US based Institute for Energy Economics and Financial Analysis look into the legal and accounting gymnastics surrounding the energy giant’s bankruptcy, and the ramifications for their Australan operations.
In reporting its 1Q2016 results last week, Peabody Energy says it lost US$228m for the three months to March 2016 (before a notional tax credit), a more than doubling of the pretax loss evident in 1Q2015. How management could have deferred Chapter 11 as long as they did seems bizarre given the company has been losing U$80m every month and where net debt rose by US$462m in just the last three months. We review this result given that it shows that the momentum in the coal-mining sector is still deteriorating, rapidly.
Peabody Energy’s 1Q2016 results highlight the magnitude of the problems facing the U.S. domestic and export coal industries. It raises serious questions about Peabody in Australia as well.

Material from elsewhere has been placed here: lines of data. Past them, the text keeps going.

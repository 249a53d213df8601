//! Action orchestration for one running match
//!
//! `Game` owns the board, the rule set, the protection cache and the
//! RNG used for castle placement. Actions are validated against the
//! current state, applied atomically, and followed by castle upkeep
//! (for ownership changes) and a full protection recompute. Invalid
//! actions leave the state untouched and report why.

use crate::board::{Board, StructurePolicy};
use crate::core::config::RuleConfig;
use crate::core::types::{PlayerId, StructureKind, UnitKind};
use crate::engine::combat::{self, RejectReason};
use crate::engine::protection::ProtectionMap;
use crate::engine::regions::distribute_castles;
use crate::hex::OffsetCoord;
use rand::SeedableRng;
use rand_chacha::ChaCha8Rng;

/// A player intent, already decoded from the wire
#[derive(Debug, Clone, Copy, PartialEq, Eq)]
pub enum GameAction {
    /// Claim a frontier tile for `claimant`. Valid when some unit of
    /// the claimant can take it; captured land is always razed.
    Capture { target: OffsetCoord, claimant: PlayerId },
    /// Walk the unit at `from` onto `to` across owned territory
    Move { from: OffsetCoord, to: OffsetCoord, unit_kind: UnitKind },
    /// Strike the enemy unit at `target` and take its tile
    Attack { attacker: OffsetCoord, target: OffsetCoord, attacker_kind: UnitKind },
    /// Muster a new unit on owned land
    BuildUnit { at: OffsetCoord, kind: UnitKind },
    /// Raise a structure on owned land
    BuildStructure { at: OffsetCoord, kind: StructureKind },
}

/// What happened to a submitted action
#[derive(Debug, Clone, Copy, PartialEq, Eq)]
pub enum ActionOutcome {
    Applied,
    Rejected(RejectReason),
}

impl ActionOutcome {
    pub fn is_applied(&self) -> bool {
        matches!(self, ActionOutcome::Applied)
    }
}

/// One running match
#[derive(Debug, Clone)]
pub struct Game {
    board: Board,
    rules: RuleConfig,
    protection: ProtectionMap,
    rng: ChaCha8Rng,
}

impl Game {
    /// Start a match on the given board. Castles are distributed to
    /// castle-less regions right away, like at the start of a session.
    pub fn new(board: Board, rules: RuleConfig, seed: u64) -> Self {
        let mut game = Game {
            board,
            rules,
            protection: ProtectionMap::new(),
            rng: ChaCha8Rng::seed_from_u64(seed),
        };
        distribute_castles(&mut game.board, &game.rules, &mut game.rng);
        game.protection.recompute(&game.board, &game.rules);
        game
    }

    pub fn board(&self) -> &Board {
        &self.board
    }

    pub fn rules(&self) -> &RuleConfig {
        &self.rules
    }

    pub fn protection(&self) -> &ProtectionMap {
        &self.protection
    }

    /// Validate and apply one action. Applied actions are followed by
    /// castle upkeep where ownership changed and a protection
    /// recompute; rejected actions change nothing.
    pub fn apply(&mut self, action: &GameAction) -> ActionOutcome {
        let result = match *action {
            GameAction::Capture { target, claimant } => self.apply_capture(target, claimant),
            GameAction::Move { from, to, unit_kind } => self.apply_move(from, to, unit_kind),
            GameAction::Attack { attacker, target, attacker_kind } => {
                self.apply_attack(attacker, target, attacker_kind)
            }
            GameAction::BuildUnit { at, kind } => self.apply_build_unit(at, kind),
            GameAction::BuildStructure { at, kind } => self.apply_build_structure(at, kind),
        };

        match result {
            Ok(()) => {
                self.protection.recompute(&self.board, &self.rules);
                ActionOutcome::Applied
            }
            Err(reason) => {
                tracing::debug!("rejected {:?}: {:?}", action, reason);
                ActionOutcome::Rejected(reason)
            }
        }
    }

    fn apply_capture(&mut self, target: OffsetCoord, claimant: PlayerId) -> Result<(), RejectReason> {
        if claimant.is_neutral() {
            return Err(RejectReason::NeutralActor);
        }
        if !self.board.contains(target) {
            return Err(RejectReason::OffMap);
        }
        if self.board.owner_of(target) == Some(claimant) {
            return Err(RejectReason::FriendlyTarget);
        }

        let capable = self
            .board
            .units()
            .filter(|(_, unit)| unit.owner == claimant)
            .any(|(coord, _)| {
                combat::validate_capture(&self.board, &self.rules, &self.protection, coord, target)
                    .is_ok()
            });
        if !capable {
            return Err(RejectReason::NoCapableUnit);
        }

        // any defender falls with the tile
        self.board.remove_unit(target);
        self.board.set_owner(target, claimant, StructurePolicy::Raze);
        distribute_castles(&mut self.board, &self.rules, &mut self.rng);
        Ok(())
    }

    fn apply_move(&mut self, from: OffsetCoord, to: OffsetCoord, declared: UnitKind) -> Result<(), RejectReason> {
        combat::validate_move(&self.board, &self.rules, from, to)?;
        if let Some(unit) = self.board.unit_at(from) {
            if unit.kind != declared {
                tracing::debug!(
                    "move from {:?} declared {:?} but the unit is {:?}",
                    from,
                    declared,
                    unit.kind
                );
            }
        }
        self.board.move_unit(from, to);
        Ok(())
    }

    fn apply_attack(
        &mut self,
        attacker: OffsetCoord,
        target: OffsetCoord,
        declared: UnitKind,
    ) -> Result<(), RejectReason> {
        combat::validate_attack(&self.board, &self.rules, attacker, target)?;
        let unit = self.board.unit_at(attacker).ok_or(RejectReason::NoUnit)?;
        if unit.kind != declared {
            tracing::debug!(
                "attack from {:?} declared {:?} but the unit is {:?}",
                attacker,
                declared,
                unit.kind
            );
        }

        // defender dies, the tile falls to the attacker and is razed,
        // the attacker advances onto it
        self.board.remove_unit(target);
        self.board.set_owner(target, unit.owner, StructurePolicy::Raze);
        self.board.move_unit(attacker, target);
        distribute_castles(&mut self.board, &self.rules, &mut self.rng);
        Ok(())
    }

    fn apply_build_unit(&mut self, at: OffsetCoord, kind: UnitKind) -> Result<(), RejectReason> {
        match self.board.owner_of(at) {
            None => return Err(RejectReason::OffMap),
            Some(owner) if owner.is_neutral() => return Err(RejectReason::UnownedLand),
            Some(_) => {}
        }
        if self.board.unit_at(at).is_some() {
            return Err(RejectReason::TileOccupied);
        }
        self.board.add_unit(at, kind);
        Ok(())
    }

    fn apply_build_structure(&mut self, at: OffsetCoord, kind: StructureKind) -> Result<(), RejectReason> {
        match self.board.owner_of(at) {
            None => return Err(RejectReason::OffMap),
            Some(owner) if owner.is_neutral() => return Err(RejectReason::UnownedLand),
            Some(_) => {}
        }
        if self.board.structure_at(at).is_some() {
            return Err(RejectReason::StructureSlotTaken);
        }
        self.board.add_structure(at, kind);
        Ok(())
    }
}

#[cfg(test)]
mod tests {
    use super::*;
    use crate::board::records::{parse_land_records, parse_unit_records};

    fn game_from(lands: &[&str], units: &[&str]) -> Game {
        let lands = parse_land_records(lands.iter().copied()).unwrap();
        let units = parse_unit_records(units.iter().copied()).unwrap();
        let board = Board::from_records(&lands, &units).unwrap();
        Game::new(board, RuleConfig::default(), 7)
    }

    fn at(row: i32, col: i32) -> OffsetCoord {
        OffsetCoord::new(row, col)
    }

    #[test]
    fn test_capture_claim_applies() {
        let mut game = game_from(
            &["0 0 1", "0 1 2 tower", "0 2 2"],
            &["0 0 1 swordsman"],
        );

        let outcome = game.apply(&GameAction::Capture { target: at(0, 1), claimant: PlayerId(1) });
        assert_eq!(outcome, ActionOutcome::Applied);
        assert_eq!(game.board().owner_of(at(0, 1)), Some(PlayerId(1)));
        // the tower is razed; castle upkeep may plant a fresh castle
        assert_ne!(game.board().structure_at(at(0, 1)), Some(StructureKind::Tower));
    }

    #[test]
    fn test_capture_claim_needs_a_capable_unit() {
        // the peasant cannot beat the tower next to the target
        let mut game = game_from(
            &["0 0 1", "0 1 2", "0 2 2 tower"],
            &["0 0 1 peasant"],
        );

        let before = game.board().land_records();
        let outcome = game.apply(&GameAction::Capture { target: at(0, 1), claimant: PlayerId(1) });
        assert_eq!(outcome, ActionOutcome::Rejected(RejectReason::NoCapableUnit));
        assert_eq!(game.board().land_records(), before);
    }

    #[test]
    fn test_capture_removes_defender() {
        let mut game = game_from(
            &["0 0 1", "0 1 2"],
            &["0 0 1 knight", "0 1 2 peasant"],
        );

        let outcome = game.apply(&GameAction::Capture { target: at(0, 1), claimant: PlayerId(1) });
        assert_eq!(outcome, ActionOutcome::Applied);
        assert!(game.board().unit_at(at(0, 1)).is_none());
        // the capturing knight holds its ground; relocation is a move
        assert!(game.board().unit_at(at(0, 0)).is_some());
    }

    #[test]
    fn test_neutral_never_acts() {
        let mut game = game_from(&["0 0 0", "0 1 1"], &[]);
        let outcome = game.apply(&GameAction::Capture { target: at(0, 1), claimant: PlayerId(0) });
        assert_eq!(outcome, ActionOutcome::Rejected(RejectReason::NeutralActor));
    }

    #[test]
    fn test_move_applies_and_updates_protection() {
        // houses fill every structure slot so castle upkeep stays out
        // of the protection picture
        let mut game = game_from(
            &["0 0 1 house", "0 1 1 house", "0 2 1 house", "0 3 1 house"],
            &["0 0 1 knight"],
        );
        // before: the knight covers (0,1)
        assert_eq!(game.protection().get(at(0, 1)), 4);

        let outcome = game.apply(&GameAction::Move {
            from: at(0, 0),
            to: at(0, 3),
            unit_kind: UnitKind::Knight,
        });
        assert_eq!(outcome, ActionOutcome::Applied);
        assert!(game.board().unit_at(at(0, 0)).is_none());
        assert_eq!(game.protection().get(at(0, 1)), 0);
        assert_eq!(game.protection().get(at(0, 2)), 4);
    }

    #[test]
    fn test_move_rejections() {
        let mut game = game_from(
            &["0 0 1", "0 1 1", "1 0 2"],
            &["0 0 1 peasant", "0 1 1 spearman"],
        );

        assert_eq!(
            game.apply(&GameAction::Move { from: at(0, 0), to: at(0, 1), unit_kind: UnitKind::Peasant }),
            ActionOutcome::Rejected(RejectReason::TileOccupied)
        );
        assert_eq!(
            game.apply(&GameAction::Move { from: at(0, 0), to: at(1, 0), unit_kind: UnitKind::Peasant }),
            ActionOutcome::Rejected(RejectReason::ForeignLand)
        );
        assert_eq!(
            game.apply(&GameAction::Move { from: at(1, 0), to: at(0, 0), unit_kind: UnitKind::Peasant }),
            ActionOutcome::Rejected(RejectReason::NoUnit)
        );
    }

    #[test]
    fn test_attack_composite_effect() {
        let mut game = game_from(
            &["0 0 1", "0 1 2 house"],
            &["0 0 1 swordsman", "0 1 2 peasant"],
        );

        let outcome = game.apply(&GameAction::Attack {
            attacker: at(0, 0),
            target: at(0, 1),
            attacker_kind: UnitKind::Swordsman,
        });
        assert_eq!(outcome, ActionOutcome::Applied);

        // defender gone, land flipped and razed, attacker advanced
        assert_eq!(game.board().owner_of(at(0, 1)), Some(PlayerId(1)));
        assert_ne!(game.board().structure_at(at(0, 1)), Some(StructureKind::House));
        let advanced = game.board().unit_at(at(0, 1)).unwrap();
        assert_eq!(advanced.kind, UnitKind::Swordsman);
        assert_eq!(advanced.owner, PlayerId(1));
        assert!(game.board().unit_at(at(0, 0)).is_none());
    }

    #[test]
    fn test_build_unit_rules() {
        let mut game = game_from(&["0 0 1", "0 1 0"], &["0 0 1 peasant"]);

        assert_eq!(
            game.apply(&GameAction::BuildUnit { at: at(0, 0), kind: UnitKind::Knight }),
            ActionOutcome::Rejected(RejectReason::TileOccupied)
        );
        assert_eq!(
            game.apply(&GameAction::BuildUnit { at: at(0, 1), kind: UnitKind::Knight }),
            ActionOutcome::Rejected(RejectReason::UnownedLand)
        );
        assert_eq!(
            game.apply(&GameAction::BuildUnit { at: at(9, 9), kind: UnitKind::Knight }),
            ActionOutcome::Rejected(RejectReason::OffMap)
        );
    }

    #[test]
    fn test_build_structure_rules() {
        let mut game = game_from(&["0 0 1", "0 2 1 tower"], &[]);

        assert_eq!(
            game.apply(&GameAction::BuildStructure { at: at(0, 0), kind: StructureKind::Tower }),
            ActionOutcome::Applied
        );
        assert_eq!(game.board().structure_at(at(0, 0)), Some(StructureKind::Tower));
        assert_eq!(
            game.apply(&GameAction::BuildStructure { at: at(0, 2), kind: StructureKind::House }),
            ActionOutcome::Rejected(RejectReason::StructureSlotTaken)
        );
    }

    #[test]
    fn test_capture_splits_region_and_reseeds_castles() {
        use crate::engine::regions::{find_regions, region_has_castle};

        // player 2 holds a 5-tile chain; player 1's knight at (0,2)
        // takes (1,2), its neighbor, and cuts the chain in two
        let mut game = game_from(
            &["0 2 1", "1 1 2", "1 2 2", "1 3 2", "1 4 2", "1 5 2"],
            &["0 2 1 knight"],
        );

        let outcome = game.apply(&GameAction::Capture { target: at(1, 2), claimant: PlayerId(1) });
        assert_eq!(outcome, ActionOutcome::Applied);

        let regions = find_regions(game.board(), game.rules());
        // the cut leaves one 3-tile player-2 region; (1,1) is stranded
        let p2: Vec<_> = regions.iter().filter(|r| r.owner == PlayerId(2)).collect();
        assert_eq!(p2.len(), 1);
        assert_eq!(p2[0].tiles.len(), 3);
        assert!(region_has_castle(game.board(), p2[0]));

        // the claimant's new region gets a castle too
        let p1: Vec<_> = regions.iter().filter(|r| r.owner == PlayerId(1)).collect();
        assert_eq!(p1.len(), 1);
        assert!(region_has_castle(game.board(), p1[0]));
    }

    #[test]
    fn test_attack_mismatched_declaration_still_uses_real_unit() {
        let mut game = game_from(
            &["0 0 1", "0 1 2"],
            &["0 0 1 knight", "0 1 2 swordsman"],
        );

        // declared a peasant, but the knight on the tile decides
        let outcome = game.apply(&GameAction::Attack {
            attacker: at(0, 0),
            target: at(0, 1),
            attacker_kind: UnitKind::Peasant,
        });
        assert_eq!(outcome, ActionOutcome::Applied);
        assert_eq!(game.board().unit_at(at(0, 1)).unwrap().kind, UnitKind::Knight);
    }
}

Revenues dropped 33 percent year on year (yoy) to US$1.02bn, consistent with the U.S. Energy Information Administration reports that total U.S. coal consumption is down 33% year to date.
Net interest expense rose 22 percent year over year to US$125m for the 1Q2016.

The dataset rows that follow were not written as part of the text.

//! Property-based tests for hex geometry and combat math.
//!
//! Run with: cargo test hex_properties

use proptest::prelude::*;

use domination::board::records::parse_land_records;
use domination::board::Board;
use domination::core::types::{PlayerId, UnitKind};
use domination::engine::combat::overcomes;
use domination::engine::{battle_outcome, reachable_tiles, BattleOutcome};
use domination::hex::OffsetCoord;

const KINDS: [UnitKind; 4] = [
    UnitKind::Peasant,
    UnitKind::Spearman,
    UnitKind::Swordsman,
    UnitKind::Knight,
];

fn coord() -> impl Strategy<Value = OffsetCoord> {
    (-24i32..24, -24i32..24).prop_map(|(row, col)| OffsetCoord::new(row, col))
}

/// A filled hex disc of the given radius around a center, one owner
fn disc_board(center: OffsetCoord, radius: u32, owner: PlayerId) -> Board {
    let r = radius as i32;
    let mut lines = Vec::new();
    for row in (center.row - r - 1)..=(center.row + r + 1) {
        for col in (center.col - r - 1)..=(center.col + r + 1) {
            if center.distance(&OffsetCoord::new(row, col)) <= radius {
                lines.push(format!("{} {} {}", row, col, owner.0));
            }
        }
    }
    let records = parse_land_records(lines.iter().map(String::as_str)).unwrap();
    Board::from_land_records(&records).unwrap()
}

proptest! {
    #![proptest_config(ProptestConfig::with_cases(1000))]

    /// b is a neighbor of a exactly when a is a neighbor of b.
    #[test]
    fn prop_adjacency_symmetry(a in coord()) {
        for b in a.neighbors() {
            prop_assert!(b.neighbors().contains(&a), "{:?} <-> {:?}", a, b);
        }
    }

    /// Every neighbor sits at distance exactly one.
    #[test]
    fn prop_neighbors_at_distance_one(a in coord()) {
        for b in a.neighbors() {
            prop_assert_eq!(a.distance(&b), 1);
        }
    }

    /// Distance satisfies the triangle inequality.
    #[test]
    fn prop_distance_triangle_inequality(a in coord(), b in coord(), c in coord()) {
        prop_assert!(a.distance(&c) <= a.distance(&b) + b.distance(&c));
    }

    /// Distance is symmetric and zero only on the diagonal.
    #[test]
    fn prop_distance_symmetric(a in coord(), b in coord()) {
        prop_assert_eq!(a.distance(&b), b.distance(&a));
        prop_assert_eq!(a.distance(&b) == 0, a == b);
    }

    /// Offset and cube coordinates convert losslessly both ways.
    #[test]
    fn prop_offset_cube_round_trip(a in coord()) {
        let cube = a.to_cube();
        prop_assert_eq!(cube.x + cube.y + cube.z, 0);
        prop_assert_eq!(cube.to_offset(), a);
    }

    /// The attacker wins on strictly greater power, or knight on knight.
    #[test]
    fn prop_battle_outcome_matches_powers(a in 0usize..4, d in 0usize..4) {
        let attacker = KINDS[a];
        let defender = KINDS[d];
        let expected = attacker.power() > defender.power()
            || (attacker == UnitKind::Knight && defender == UnitKind::Knight);
        prop_assert_eq!(
            battle_outcome(attacker, defender) == BattleOutcome::AttackerWins,
            expected
        );
    }

    /// Capture clears a defense exactly on strictly greater power, with
    /// the knight also cracking a full defense of four.
    #[test]
    fn prop_capture_power_boundary(a in 0usize..4, defense in 0u32..=5) {
        let attacker = KINDS[a];
        let expected = attacker.power() > defense
            || (attacker == UnitKind::Knight && defense == 4);
        prop_assert_eq!(overcomes(attacker, defense), expected);
    }
}

proptest! {
    #![proptest_config(ProptestConfig::with_cases(64))]

    /// Allowing one more step never shrinks the reachable set.
    #[test]
    fn prop_reachability_monotone(radius in 1u32..5, steps in 0u32..6) {
        let center = OffsetCoord::new(0, 0);
        let owner = PlayerId(1);
        let board = disc_board(center, radius, owner);

        let smaller = reachable_tiles(&board, center, owner, steps);
        let larger = reachable_tiles(&board, center, owner, steps + 1);
        prop_assert!(smaller.is_subset(&larger));

        // and with enough steps the whole disc is covered
        let full = reachable_tiles(&board, center, owner, radius);
        prop_assert_eq!(full.len(), board.len());
    }
}
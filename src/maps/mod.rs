//! Built-in map and the map file catalog
//!
//! Map files are plain land-record text named `<capacity>p_<name>.txt`,
//! kept under `maps/`. Selection prefers an exact capacity match, then
//! the smallest capacity above the request, then anything; with no
//! usable file the room degrades to an empty map.

use crate::board::records::{parse_land_records, LandRecord};
use crate::board::Board;
use crate::core::error::Result;
use rand::Rng;
use std::path::{Path, PathBuf};

/// The built-in map: a long two-lobed continent with neutral
/// watchtowers guarding the passes, sized for up to four players.
pub const DEFAULT_MAP: &str = "7 -4 1
7 -3 0
8 -3 0
7 -2 0
6 -2 0
8 -2 0
7 -1 0
8 -1 0
7 0 0
6 1 0 tower
6 0 0
6 -1 0
5 -2 0
6 -3 0
6 -4 1
5 1 0
5 2 0
5 3 0
5 4 0
7 1 0
8 2 0
7 3 0
8 4 0
5 -1 0
4 0 0 strong_tower
3 1 0
3 2 0
2 3 0
3 4 0
3 6 0
9 0 0 strong_tower
9 1 0
10 2 0
10 3 0
10 4 0
10 6 0
5 -3 0
7 -5 0
6 -5 1
8 -4 0
5 5 0
5 6 0
7 5 0
8 6 0
5 7 0
5 8 0
7 7 0
8 8 0
2 7 0
3 5 0
9 5 0
10 7 0
10 8 0
3 8 0
2 9 0
3 10 0
3 11 0
3 12 0
2 13 0
3 14 0
3 15 0
4 16 0 strong_tower
4 17 0
5 9 0
5 10 0
5 11 0
5 12 0
5 13 0
5 14 0
5 15 0
6 16 0
7 9 0
8 10 0
7 11 0
8 12 0
7 13 0
8 14 0
6 15 0 tower
7 15 0
7 16 0
5 17 0
6 17 0
7 17 0
10 9 0
10 10 0
9 11 0
10 12 0
10 13 0
10 14 0
9 15 0
9 16 0 strong_tower
5 18 0
6 18 1
7 18 0
8 18 0
4 19 0
5 19 0
6 19 1
7 19 0
8 19 0
5 20 0
6 20 2
7 20 2
8 20 0
5 21 0
6 21 2
7 21 0
6 8 0
7 8 0
8 17 0
4 -1 0
4 -3 0
5 -4 0
5 -5 0
";

/// Parsed records of the built-in map
pub fn default_land_records() -> Vec<LandRecord> {
    parse_land_records(DEFAULT_MAP.lines()).expect("built-in map is well-formed")
}

/// A fresh board on the built-in map
pub fn default_board() -> Board {
    Board::from_land_records(&default_land_records()).expect("built-in map has unique tiles")
}

/// Read one map file as land records
pub fn load_map_file(path: &Path) -> Result<Vec<LandRecord>> {
    let content = std::fs::read_to_string(path)?;
    parse_land_records(content.lines())
}

/// One discovered map file
#[derive(Debug, Clone, PartialEq, Eq)]
pub struct MapEntry {
    pub capacity: u32,
    pub path: PathBuf,
}

/// Maps discovered in a directory, selectable by player count
#[derive(Debug, Clone, Default)]
pub struct MapCatalog {
    entries: Vec<MapEntry>,
}

impl MapCatalog {
    /// Scan a directory for `<capacity>p_*.txt` files. Files without a
    /// capacity prefix are skipped with a warning.
    pub fn scan(dir: &Path) -> Result<Self> {
        let mut entries = Vec::new();
        for entry in std::fs::read_dir(dir)? {
            let path = entry?.path();
            if path.extension().and_then(|e| e.to_str()) != Some("txt") {
                continue;
            }
            let stem = match path.file_stem().and_then(|s| s.to_str()) {
                Some(stem) => stem,
                None => continue,
            };
            match parse_capacity_prefix(stem) {
                Some(capacity) => entries.push(MapEntry { capacity, path }),
                None => {
                    tracing::warn!("map file {:?} has no capacity prefix, skipping", path);
                }
            }
        }
        entries.sort_by(|a, b| (a.capacity, &a.path).cmp(&(b.capacity, &b.path)));
        Ok(Self { entries })
    }

    pub fn entries(&self) -> &[MapEntry] {
        &self.entries
    }

    pub fn len(&self) -> usize {
        self.entries.len()
    }

    pub fn is_empty(&self) -> bool {
        self.entries.is_empty()
    }

    /// Pick a map for the wanted player count: exact capacity first,
    /// then the smallest larger capacity, then anything at all.
    /// Uniform among equals.
    pub fn select(&self, capacity: u32, rng: &mut impl Rng) -> Option<&MapEntry> {
        let exact: Vec<&MapEntry> = self
            .entries
            .iter()
            .filter(|e| e.capacity == capacity)
            .collect();
        if !exact.is_empty() {
            return Some(exact[rng.gen_range(0..exact.len())]);
        }

        if let Some(next_cap) = self
            .entries
            .iter()
            .filter(|e| e.capacity > capacity)
            .map(|e| e.capacity)
            .min()
        {
            let pool: Vec<&MapEntry> = self
                .entries
                .iter()
                .filter(|e| e.capacity == next_cap)
                .collect();
            return Some(pool[rng.gen_range(0..pool.len())]);
        }

        if self.entries.is_empty() {
            return None;
        }
        Some(&self.entries[rng.gen_range(0..self.entries.len())])
    }

    /// Land records for a room of the given capacity. Selection or
    /// read failures degrade to the empty map with a warning, never an
    /// error: a zero-tile room is degenerate but playable.
    pub fn load(&self, capacity: u32, rng: &mut impl Rng) -> Vec<LandRecord> {
        let entry = match self.select(capacity, rng) {
            Some(entry) => entry,
            None => {
                tracing::warn!("no map available for {} players, using an empty map", capacity);
                return Vec::new();
            }
        };
        match load_map_file(&entry.path) {
            Ok(records) => records,
            Err(e) => {
                tracing::warn!("failed to load map {:?}: {}, using an empty map", entry.path, e);
                Vec::new()
            }
        }
    }
}

fn parse_capacity_prefix(stem: &str) -> Option<u32> {
    let (digits, _) = stem.split_once("p_")?;
    digits.parse().ok()
}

But even if the entire US$6.5bn of net debt was written off by the global banking sector, Peabody would still be losing money. At the EBIT level, Peabody lost US$103m in 1Q2016. As such, the report from McKinsey & Co suggesting massive ongoing financial distress for the U.S. coal-mining sector looks a fair assessment, as is the McKinsey conclusion that 75 percent of the total US$100bn of sector liabilities in place at the end of 2014 could be lost by the end of this decade.

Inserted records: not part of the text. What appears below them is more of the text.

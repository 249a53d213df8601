//! Text records for land and units
//!
//! Land: `"<row> <col> <owner>"` with an optional trailing structure
//! token. Units: `"<row> <col> <owner> <kind>"`. These strings are the
//! map file format and the wire snapshot format.

use crate::core::error::{DominationError, Result};
use crate::core::types::{PlayerId, StructureKind, UnitKind};
use std::fmt;
use std::str::FromStr;

/// One land tile in text form
#[derive(Debug, Clone, Copy, PartialEq, Eq)]
pub struct LandRecord {
    pub row: i32,
    pub col: i32,
    pub owner: PlayerId,
    pub structure: Option<StructureKind>,
}

impl FromStr for LandRecord {
    type Err = DominationError;

    fn from_str(s: &str) -> Result<Self> {
        let malformed = || DominationError::MalformedLandRecord(s.to_string());
        let mut parts = s.split_whitespace();

        let row: i32 = parts.next().ok_or_else(malformed)?.parse().map_err(|_| malformed())?;
        let col: i32 = parts.next().ok_or_else(malformed)?.parse().map_err(|_| malformed())?;
        let owner: u32 = parts.next().ok_or_else(malformed)?.parse().map_err(|_| malformed())?;

        let structure = match parts.next() {
            Some(token) => Some(
                StructureKind::from_token(token)
                    .ok_or_else(|| DominationError::UnknownStructureKind(token.to_string()))?,
            ),
            None => None,
        };

        if parts.next().is_some() {
            return Err(malformed());
        }

        Ok(Self { row, col, owner: PlayerId(owner), structure })
    }
}

impl fmt::Display for LandRecord {
    fn fmt(&self, f: &mut fmt::Formatter<'_>) -> fmt::Result {
        write!(f, "{} {} {}", self.row, self.col, self.owner.0)?;
        if let Some(kind) = self.structure {
            write!(f, " {}", kind.token())?;
        }
        Ok(())
    }
}

/// One unit in text form
#[derive(Debug, Clone, Copy, PartialEq, Eq)]
pub struct UnitRecord {
    pub row: i32,
    pub col: i32,
    pub owner: PlayerId,
    pub kind: UnitKind,
}

impl FromStr for UnitRecord {
    type Err = DominationError;

    fn from_str(s: &str) -> Result<Self> {
        let malformed = || DominationError::MalformedUnitRecord(s.to_string());
        let mut parts = s.split_whitespace();

        let row: i32 = parts.next().ok_or_else(malformed)?.parse().map_err(|_| malformed())?;
        let col: i32 = parts.next().ok_or_else(malformed)?.parse().map_err(|_| malformed())?;
        let owner: u32 = parts.next().ok_or_else(malformed)?.parse().map_err(|_| malformed())?;

        let token = parts.next().ok_or_else(malformed)?;
        let kind = UnitKind::from_token(token)
            .ok_or_else(|| DominationError::UnknownUnitKind(token.to_string()))?;

        if parts.next().is_some() {
            return Err(malformed());
        }

        Ok(Self { row, col, owner: PlayerId(owner), kind })
    }
}

impl fmt::Display for UnitRecord {
    fn fmt(&self, f: &mut fmt::Formatter<'_>) -> fmt::Result {
        write!(f, "{} {} {} {}", self.row, self.col, self.owner.0, self.kind.token())
    }
}

/// Parse a batch of land records, skipping blank lines
pub fn parse_land_records<'a>(lines: impl IntoIterator<Item = &'a str>) -> Result<Vec<LandRecord>> {
    lines
        .into_iter()
        .filter(|line| !line.trim().is_empty())
        .map(str::parse)
        .collect()
}

/// Parse a batch of unit records, skipping blank lines
pub fn parse_unit_records<'a>(lines: impl IntoIterator<Item = &'a str>) -> Result<Vec<UnitRecord>> {
    lines
        .into_iter()
        .filter(|line| !line.trim().is_empty())
        .map(str::parse)
        .collect()
}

Peabody’s net debt rose by US$462m in just the last three months to US$6.44bn, not discounting another US$2.15bn of unfunded post retirement benefits et al.
IEEFA questions now how the Australian arm of Peabody Energy can remain in a “business as usual” position. The company’s Australian holding company has yet to lodge its 2015 annual results, even though business as usual (as we understand it) required lodgment of these accounts with ASIC by end the April of this year. Given that the 2014 accounts said the company remained solvent only because of ongoing financial support, but with the ultimate parent in Chapter 11, there must be some serious legal or accounting gymnastics involving opaque offshore structures that is allowing the Australian unit to have avoided administration so far. Given the financial leverage, risks of underfunded rehabilitation liabilities and number of Australian jobs involved, maybe this is something our energy minister should investigate rather than just taking management’s word for it.
Tim Buckley is IEEFA director of energy finance studies, Australasia.